[Opening EXTRACTED MATERIAL section]
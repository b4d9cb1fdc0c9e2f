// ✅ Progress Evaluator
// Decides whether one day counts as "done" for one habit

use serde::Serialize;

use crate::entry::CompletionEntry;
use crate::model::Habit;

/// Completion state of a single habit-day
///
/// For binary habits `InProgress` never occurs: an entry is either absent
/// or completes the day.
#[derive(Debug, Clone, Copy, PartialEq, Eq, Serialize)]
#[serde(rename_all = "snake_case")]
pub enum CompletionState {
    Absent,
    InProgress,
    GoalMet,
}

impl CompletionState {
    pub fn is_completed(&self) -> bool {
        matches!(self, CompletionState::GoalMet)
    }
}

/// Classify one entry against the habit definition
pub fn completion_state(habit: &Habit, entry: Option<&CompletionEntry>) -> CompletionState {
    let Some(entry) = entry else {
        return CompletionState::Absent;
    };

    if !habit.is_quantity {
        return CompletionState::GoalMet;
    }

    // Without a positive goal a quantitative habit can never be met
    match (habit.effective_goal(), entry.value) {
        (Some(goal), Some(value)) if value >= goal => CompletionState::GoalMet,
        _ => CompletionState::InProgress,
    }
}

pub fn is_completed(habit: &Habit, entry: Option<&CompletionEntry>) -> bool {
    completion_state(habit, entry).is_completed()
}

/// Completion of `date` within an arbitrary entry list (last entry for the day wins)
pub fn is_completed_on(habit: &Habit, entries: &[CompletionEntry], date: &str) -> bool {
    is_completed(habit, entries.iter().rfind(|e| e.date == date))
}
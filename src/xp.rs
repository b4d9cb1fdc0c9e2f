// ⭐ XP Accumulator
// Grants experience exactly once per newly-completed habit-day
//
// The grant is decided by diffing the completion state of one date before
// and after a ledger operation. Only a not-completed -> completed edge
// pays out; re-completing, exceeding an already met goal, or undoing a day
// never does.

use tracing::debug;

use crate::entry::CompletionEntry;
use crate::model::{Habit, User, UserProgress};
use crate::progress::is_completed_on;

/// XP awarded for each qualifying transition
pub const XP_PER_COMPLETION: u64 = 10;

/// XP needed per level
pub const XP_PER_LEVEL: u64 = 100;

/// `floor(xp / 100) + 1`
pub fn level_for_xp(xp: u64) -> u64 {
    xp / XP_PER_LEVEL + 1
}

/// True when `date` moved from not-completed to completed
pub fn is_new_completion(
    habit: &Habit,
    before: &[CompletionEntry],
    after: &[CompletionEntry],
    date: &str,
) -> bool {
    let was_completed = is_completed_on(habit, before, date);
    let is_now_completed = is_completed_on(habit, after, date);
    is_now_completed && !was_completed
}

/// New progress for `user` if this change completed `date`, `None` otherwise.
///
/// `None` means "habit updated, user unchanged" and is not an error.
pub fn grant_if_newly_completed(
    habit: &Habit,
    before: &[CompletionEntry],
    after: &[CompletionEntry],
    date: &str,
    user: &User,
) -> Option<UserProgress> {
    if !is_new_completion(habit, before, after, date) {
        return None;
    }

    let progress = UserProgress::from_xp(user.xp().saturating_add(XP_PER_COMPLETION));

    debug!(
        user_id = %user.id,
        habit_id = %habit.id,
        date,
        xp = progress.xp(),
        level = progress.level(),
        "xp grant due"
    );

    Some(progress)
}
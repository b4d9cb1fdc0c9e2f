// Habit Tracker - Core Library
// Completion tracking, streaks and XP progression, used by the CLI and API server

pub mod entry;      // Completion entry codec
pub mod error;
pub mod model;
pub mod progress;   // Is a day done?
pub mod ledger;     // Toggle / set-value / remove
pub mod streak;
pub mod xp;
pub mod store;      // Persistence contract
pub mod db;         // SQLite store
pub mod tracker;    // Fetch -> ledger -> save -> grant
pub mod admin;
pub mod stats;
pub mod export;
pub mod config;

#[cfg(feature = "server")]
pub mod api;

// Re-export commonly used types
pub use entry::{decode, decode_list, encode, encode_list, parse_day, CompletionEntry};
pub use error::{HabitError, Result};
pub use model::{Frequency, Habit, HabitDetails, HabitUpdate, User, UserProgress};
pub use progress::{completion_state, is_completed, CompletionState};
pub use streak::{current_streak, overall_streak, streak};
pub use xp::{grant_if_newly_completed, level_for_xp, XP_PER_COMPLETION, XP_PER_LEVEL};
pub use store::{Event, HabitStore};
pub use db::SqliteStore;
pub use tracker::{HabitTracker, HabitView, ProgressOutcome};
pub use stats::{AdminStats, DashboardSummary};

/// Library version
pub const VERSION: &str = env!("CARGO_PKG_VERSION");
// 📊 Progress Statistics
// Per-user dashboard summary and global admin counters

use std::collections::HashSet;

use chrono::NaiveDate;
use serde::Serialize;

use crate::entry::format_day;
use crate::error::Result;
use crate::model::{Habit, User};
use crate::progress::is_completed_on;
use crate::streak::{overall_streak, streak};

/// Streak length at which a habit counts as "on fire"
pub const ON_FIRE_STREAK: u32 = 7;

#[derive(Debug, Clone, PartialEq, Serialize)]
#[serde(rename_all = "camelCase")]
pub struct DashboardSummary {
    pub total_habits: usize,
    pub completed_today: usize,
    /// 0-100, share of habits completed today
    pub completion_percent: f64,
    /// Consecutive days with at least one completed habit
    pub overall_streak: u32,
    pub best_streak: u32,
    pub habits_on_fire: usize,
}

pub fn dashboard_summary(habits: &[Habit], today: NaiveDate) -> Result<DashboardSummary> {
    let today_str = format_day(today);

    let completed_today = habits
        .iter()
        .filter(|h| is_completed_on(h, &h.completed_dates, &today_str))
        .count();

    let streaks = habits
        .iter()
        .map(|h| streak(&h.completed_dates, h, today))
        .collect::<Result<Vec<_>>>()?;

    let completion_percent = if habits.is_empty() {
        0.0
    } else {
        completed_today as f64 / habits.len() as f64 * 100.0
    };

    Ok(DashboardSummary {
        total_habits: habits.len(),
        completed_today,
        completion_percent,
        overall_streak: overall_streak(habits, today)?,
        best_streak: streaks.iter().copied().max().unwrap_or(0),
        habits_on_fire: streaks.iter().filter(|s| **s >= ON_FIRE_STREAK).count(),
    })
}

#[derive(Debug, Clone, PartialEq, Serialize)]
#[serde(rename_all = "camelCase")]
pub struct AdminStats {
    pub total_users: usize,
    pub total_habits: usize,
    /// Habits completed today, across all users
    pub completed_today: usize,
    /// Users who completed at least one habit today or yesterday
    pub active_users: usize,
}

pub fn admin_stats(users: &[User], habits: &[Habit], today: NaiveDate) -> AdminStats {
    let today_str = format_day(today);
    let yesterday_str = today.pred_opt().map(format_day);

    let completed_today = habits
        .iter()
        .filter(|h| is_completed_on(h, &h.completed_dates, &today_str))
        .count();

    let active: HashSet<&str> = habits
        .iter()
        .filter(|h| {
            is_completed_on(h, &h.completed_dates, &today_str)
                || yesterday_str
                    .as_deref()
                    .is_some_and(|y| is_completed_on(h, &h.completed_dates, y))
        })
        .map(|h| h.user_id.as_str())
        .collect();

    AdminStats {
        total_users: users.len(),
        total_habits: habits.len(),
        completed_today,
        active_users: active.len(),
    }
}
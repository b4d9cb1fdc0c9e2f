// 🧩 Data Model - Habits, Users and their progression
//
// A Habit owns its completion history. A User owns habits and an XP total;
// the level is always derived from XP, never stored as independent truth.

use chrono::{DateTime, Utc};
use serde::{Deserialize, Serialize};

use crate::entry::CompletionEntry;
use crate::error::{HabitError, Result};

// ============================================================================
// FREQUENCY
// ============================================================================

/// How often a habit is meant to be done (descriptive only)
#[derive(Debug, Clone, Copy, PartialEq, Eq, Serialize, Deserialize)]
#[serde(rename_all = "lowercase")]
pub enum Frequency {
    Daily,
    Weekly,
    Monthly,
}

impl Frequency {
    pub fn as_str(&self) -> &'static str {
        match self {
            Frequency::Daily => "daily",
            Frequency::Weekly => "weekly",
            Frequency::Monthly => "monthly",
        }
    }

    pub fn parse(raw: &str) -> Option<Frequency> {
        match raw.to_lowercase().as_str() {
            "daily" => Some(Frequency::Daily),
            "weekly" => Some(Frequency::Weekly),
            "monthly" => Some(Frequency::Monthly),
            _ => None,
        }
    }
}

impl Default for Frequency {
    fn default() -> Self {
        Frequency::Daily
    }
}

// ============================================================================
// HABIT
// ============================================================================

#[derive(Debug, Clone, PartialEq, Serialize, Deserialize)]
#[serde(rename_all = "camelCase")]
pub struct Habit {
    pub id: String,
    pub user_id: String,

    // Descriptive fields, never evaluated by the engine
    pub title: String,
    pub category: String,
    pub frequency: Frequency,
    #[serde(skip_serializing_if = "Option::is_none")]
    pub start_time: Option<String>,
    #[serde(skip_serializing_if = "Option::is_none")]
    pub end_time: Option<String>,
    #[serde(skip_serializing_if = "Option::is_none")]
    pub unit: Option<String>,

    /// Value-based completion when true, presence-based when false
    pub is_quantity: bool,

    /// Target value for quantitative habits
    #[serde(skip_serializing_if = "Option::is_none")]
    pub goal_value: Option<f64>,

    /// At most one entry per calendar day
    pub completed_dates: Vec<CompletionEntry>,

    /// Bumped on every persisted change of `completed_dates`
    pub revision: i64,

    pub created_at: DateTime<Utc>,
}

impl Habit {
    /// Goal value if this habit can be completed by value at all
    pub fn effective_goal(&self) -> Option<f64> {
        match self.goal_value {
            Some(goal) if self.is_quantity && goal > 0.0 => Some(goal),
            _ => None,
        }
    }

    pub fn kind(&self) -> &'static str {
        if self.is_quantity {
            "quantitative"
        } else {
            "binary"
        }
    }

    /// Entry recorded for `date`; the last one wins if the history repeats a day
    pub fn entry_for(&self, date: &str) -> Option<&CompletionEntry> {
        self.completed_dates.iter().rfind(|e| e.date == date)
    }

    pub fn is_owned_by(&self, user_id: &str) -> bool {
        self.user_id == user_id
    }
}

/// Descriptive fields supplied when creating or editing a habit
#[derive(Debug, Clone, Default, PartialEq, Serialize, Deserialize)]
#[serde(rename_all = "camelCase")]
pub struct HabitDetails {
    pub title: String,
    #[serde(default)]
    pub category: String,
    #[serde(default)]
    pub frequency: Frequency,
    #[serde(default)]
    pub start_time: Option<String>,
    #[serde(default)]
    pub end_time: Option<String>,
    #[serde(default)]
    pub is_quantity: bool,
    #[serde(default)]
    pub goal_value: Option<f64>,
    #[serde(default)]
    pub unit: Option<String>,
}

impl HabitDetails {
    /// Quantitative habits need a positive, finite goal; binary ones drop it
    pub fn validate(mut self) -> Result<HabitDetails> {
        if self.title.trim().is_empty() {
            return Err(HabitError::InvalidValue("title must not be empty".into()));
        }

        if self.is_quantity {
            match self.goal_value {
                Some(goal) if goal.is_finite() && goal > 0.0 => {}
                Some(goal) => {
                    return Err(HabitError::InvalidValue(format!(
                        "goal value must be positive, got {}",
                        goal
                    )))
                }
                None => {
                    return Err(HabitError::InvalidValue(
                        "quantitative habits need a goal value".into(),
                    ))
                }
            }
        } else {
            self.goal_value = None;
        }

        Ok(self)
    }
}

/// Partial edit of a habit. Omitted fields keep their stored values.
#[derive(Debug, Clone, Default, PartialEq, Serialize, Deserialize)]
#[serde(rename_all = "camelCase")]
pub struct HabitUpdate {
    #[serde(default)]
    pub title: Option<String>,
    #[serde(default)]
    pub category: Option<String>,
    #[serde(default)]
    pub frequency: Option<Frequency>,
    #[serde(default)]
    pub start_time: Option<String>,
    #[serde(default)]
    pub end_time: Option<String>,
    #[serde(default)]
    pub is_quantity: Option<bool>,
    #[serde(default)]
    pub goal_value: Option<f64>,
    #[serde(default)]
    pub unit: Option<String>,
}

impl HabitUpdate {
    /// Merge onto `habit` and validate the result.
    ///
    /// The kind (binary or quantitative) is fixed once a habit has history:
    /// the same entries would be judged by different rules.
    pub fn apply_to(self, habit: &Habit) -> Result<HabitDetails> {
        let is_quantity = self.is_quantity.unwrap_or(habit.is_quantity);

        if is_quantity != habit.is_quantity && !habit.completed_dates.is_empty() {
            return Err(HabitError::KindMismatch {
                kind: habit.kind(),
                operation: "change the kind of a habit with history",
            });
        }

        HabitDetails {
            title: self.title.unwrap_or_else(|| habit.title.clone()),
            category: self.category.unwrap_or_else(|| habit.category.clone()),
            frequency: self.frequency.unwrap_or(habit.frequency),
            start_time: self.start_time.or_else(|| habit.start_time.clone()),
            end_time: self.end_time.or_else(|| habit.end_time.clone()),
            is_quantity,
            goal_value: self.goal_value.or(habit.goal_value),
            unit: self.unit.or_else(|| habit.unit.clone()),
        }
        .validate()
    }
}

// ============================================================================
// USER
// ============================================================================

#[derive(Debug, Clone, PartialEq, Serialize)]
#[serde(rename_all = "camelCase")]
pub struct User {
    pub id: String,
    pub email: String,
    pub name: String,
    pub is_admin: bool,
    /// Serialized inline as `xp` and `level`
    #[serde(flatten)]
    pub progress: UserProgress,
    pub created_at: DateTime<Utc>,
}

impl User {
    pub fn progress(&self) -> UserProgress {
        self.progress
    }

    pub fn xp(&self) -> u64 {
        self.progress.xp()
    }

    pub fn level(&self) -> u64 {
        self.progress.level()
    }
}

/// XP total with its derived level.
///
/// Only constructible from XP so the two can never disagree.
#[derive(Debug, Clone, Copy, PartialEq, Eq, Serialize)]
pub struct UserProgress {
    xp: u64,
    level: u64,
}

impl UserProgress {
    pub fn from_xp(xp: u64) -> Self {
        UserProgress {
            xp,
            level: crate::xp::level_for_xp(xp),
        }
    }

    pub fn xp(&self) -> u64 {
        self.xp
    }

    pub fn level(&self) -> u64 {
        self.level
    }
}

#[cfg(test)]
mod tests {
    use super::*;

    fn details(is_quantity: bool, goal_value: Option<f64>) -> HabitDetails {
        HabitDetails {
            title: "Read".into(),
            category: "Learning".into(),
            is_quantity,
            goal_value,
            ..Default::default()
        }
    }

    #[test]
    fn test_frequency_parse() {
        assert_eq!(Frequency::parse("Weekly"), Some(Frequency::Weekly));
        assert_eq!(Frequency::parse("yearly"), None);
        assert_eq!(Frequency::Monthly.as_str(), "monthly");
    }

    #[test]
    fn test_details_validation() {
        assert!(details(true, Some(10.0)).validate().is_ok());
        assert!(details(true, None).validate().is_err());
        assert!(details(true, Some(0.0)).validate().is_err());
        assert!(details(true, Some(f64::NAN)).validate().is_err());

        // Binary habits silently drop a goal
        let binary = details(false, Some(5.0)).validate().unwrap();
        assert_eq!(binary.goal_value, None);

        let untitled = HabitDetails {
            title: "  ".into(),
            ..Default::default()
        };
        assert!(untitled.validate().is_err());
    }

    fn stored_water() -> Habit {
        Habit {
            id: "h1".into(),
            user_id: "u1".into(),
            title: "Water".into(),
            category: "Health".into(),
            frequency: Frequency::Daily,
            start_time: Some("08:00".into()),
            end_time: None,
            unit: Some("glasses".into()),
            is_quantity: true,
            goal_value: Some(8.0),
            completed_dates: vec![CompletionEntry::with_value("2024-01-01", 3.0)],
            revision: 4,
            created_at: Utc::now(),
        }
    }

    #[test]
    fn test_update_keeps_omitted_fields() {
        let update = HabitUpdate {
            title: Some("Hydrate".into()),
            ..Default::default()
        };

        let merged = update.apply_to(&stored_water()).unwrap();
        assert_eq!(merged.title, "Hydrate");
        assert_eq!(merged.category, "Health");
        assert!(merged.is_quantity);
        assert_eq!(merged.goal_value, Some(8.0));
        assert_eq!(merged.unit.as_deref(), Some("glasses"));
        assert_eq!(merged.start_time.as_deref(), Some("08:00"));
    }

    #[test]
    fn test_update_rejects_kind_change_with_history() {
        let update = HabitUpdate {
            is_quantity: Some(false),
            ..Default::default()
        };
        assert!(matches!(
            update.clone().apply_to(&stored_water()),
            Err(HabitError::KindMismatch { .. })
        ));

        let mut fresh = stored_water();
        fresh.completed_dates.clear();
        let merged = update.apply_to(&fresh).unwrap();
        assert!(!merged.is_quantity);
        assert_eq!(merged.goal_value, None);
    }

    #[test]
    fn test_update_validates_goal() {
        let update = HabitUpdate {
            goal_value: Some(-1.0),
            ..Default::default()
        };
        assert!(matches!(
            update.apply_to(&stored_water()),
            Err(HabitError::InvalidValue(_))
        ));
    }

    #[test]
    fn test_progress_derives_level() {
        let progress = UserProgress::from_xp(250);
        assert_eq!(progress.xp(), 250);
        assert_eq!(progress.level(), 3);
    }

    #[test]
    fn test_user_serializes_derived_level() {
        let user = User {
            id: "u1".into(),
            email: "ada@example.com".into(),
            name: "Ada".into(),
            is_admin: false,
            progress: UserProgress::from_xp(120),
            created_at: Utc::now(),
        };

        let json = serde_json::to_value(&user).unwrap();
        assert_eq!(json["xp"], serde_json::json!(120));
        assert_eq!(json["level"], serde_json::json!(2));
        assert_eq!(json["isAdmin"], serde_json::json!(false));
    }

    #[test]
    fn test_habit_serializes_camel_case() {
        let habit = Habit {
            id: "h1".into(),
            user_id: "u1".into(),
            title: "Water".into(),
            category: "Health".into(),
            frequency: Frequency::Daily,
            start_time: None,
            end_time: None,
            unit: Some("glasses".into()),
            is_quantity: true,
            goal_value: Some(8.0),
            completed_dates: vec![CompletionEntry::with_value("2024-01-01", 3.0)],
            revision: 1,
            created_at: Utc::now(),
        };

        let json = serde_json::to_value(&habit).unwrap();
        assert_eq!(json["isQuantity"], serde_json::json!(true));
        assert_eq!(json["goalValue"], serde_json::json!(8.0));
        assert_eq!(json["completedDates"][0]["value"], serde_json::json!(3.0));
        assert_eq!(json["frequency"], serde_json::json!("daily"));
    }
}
[Closing EXTRACTED MATERIAL section]
# WHAT IS NEEDED
When a line in the material includes the word "filter", copy it out.

# REPLY TO THE TASK
        .filter(|h| is_completed_on(h, &h.completed_dates, &today_str))
        habits_on_fire: streaks.iter().filter(|s| **s >= ON_FIRE_STREAK).count(),
        .filter(|h| is_completed_on(h, &h.completed_dates, &today_str))
        .filter(|h| {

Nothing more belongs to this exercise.